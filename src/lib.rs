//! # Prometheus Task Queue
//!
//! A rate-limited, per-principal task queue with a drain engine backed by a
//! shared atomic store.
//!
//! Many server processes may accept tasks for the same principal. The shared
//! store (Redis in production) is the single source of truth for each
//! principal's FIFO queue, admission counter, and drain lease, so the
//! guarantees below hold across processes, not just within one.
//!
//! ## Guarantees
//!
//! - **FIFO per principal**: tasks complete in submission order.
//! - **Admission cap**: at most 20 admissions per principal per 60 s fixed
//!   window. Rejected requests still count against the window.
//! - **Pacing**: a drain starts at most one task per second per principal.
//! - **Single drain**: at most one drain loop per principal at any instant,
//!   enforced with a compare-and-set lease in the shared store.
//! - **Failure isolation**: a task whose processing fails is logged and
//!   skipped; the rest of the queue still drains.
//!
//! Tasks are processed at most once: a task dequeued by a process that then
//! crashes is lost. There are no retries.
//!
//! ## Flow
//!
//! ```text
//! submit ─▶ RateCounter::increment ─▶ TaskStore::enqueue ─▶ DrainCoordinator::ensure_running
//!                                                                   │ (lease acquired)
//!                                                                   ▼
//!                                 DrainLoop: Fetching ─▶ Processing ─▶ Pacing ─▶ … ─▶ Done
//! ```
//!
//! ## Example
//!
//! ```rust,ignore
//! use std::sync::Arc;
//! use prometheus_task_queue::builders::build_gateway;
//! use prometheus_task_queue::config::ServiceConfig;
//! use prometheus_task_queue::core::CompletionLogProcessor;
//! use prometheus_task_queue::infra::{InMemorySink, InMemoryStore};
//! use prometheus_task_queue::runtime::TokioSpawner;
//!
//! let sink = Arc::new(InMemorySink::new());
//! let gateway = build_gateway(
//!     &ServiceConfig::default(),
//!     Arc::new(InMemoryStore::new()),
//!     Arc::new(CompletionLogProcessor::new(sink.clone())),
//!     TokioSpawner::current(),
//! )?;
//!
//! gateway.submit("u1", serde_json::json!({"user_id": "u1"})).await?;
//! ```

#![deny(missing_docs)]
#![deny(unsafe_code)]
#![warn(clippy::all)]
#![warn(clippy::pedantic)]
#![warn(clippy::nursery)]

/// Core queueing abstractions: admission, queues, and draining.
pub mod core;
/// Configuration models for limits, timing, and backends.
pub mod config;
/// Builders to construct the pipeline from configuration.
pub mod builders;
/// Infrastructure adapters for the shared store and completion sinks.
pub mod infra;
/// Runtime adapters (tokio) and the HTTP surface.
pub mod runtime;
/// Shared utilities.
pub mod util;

* * *

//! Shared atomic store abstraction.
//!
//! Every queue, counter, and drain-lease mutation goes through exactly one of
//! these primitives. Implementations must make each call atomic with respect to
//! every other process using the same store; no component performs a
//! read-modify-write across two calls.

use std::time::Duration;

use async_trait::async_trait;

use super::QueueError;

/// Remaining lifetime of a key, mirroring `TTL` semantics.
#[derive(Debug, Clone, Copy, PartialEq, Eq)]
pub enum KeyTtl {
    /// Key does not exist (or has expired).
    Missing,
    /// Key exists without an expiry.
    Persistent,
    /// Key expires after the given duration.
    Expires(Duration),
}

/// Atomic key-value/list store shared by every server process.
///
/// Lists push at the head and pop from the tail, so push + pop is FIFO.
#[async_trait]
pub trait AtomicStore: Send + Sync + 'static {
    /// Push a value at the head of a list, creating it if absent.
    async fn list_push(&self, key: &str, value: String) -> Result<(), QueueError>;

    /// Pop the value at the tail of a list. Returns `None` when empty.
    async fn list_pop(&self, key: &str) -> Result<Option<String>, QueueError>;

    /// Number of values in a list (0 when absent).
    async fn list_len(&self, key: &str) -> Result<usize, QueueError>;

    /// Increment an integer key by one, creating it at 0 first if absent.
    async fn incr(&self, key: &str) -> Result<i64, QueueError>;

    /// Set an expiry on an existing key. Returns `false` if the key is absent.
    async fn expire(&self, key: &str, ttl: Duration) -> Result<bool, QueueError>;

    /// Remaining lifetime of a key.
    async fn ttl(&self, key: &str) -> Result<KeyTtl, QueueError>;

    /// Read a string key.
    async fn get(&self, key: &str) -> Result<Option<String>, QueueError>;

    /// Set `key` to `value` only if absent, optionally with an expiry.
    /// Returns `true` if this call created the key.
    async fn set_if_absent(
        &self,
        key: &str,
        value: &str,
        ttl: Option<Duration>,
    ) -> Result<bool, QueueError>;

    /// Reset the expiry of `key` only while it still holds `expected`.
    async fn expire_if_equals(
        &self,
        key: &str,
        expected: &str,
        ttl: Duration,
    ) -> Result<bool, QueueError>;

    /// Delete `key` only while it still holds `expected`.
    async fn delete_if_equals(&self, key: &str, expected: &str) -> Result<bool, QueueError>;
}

== Work request ==
Copy back the listing above exactly, but only from the line with "filename src/lib.rs" through the line with "truth for each", both ends included.

== Problem solution ==
filename src/lib.rs
//! # Prometheus Task Queue
//!
//! A rate-limited, per-principal task queue with a drain engine backed by a
//! shared atomic store.
//!
//! Many server processes may accept tasks for the same principal. The shared
//! store (Redis in production) is the single source of truth for each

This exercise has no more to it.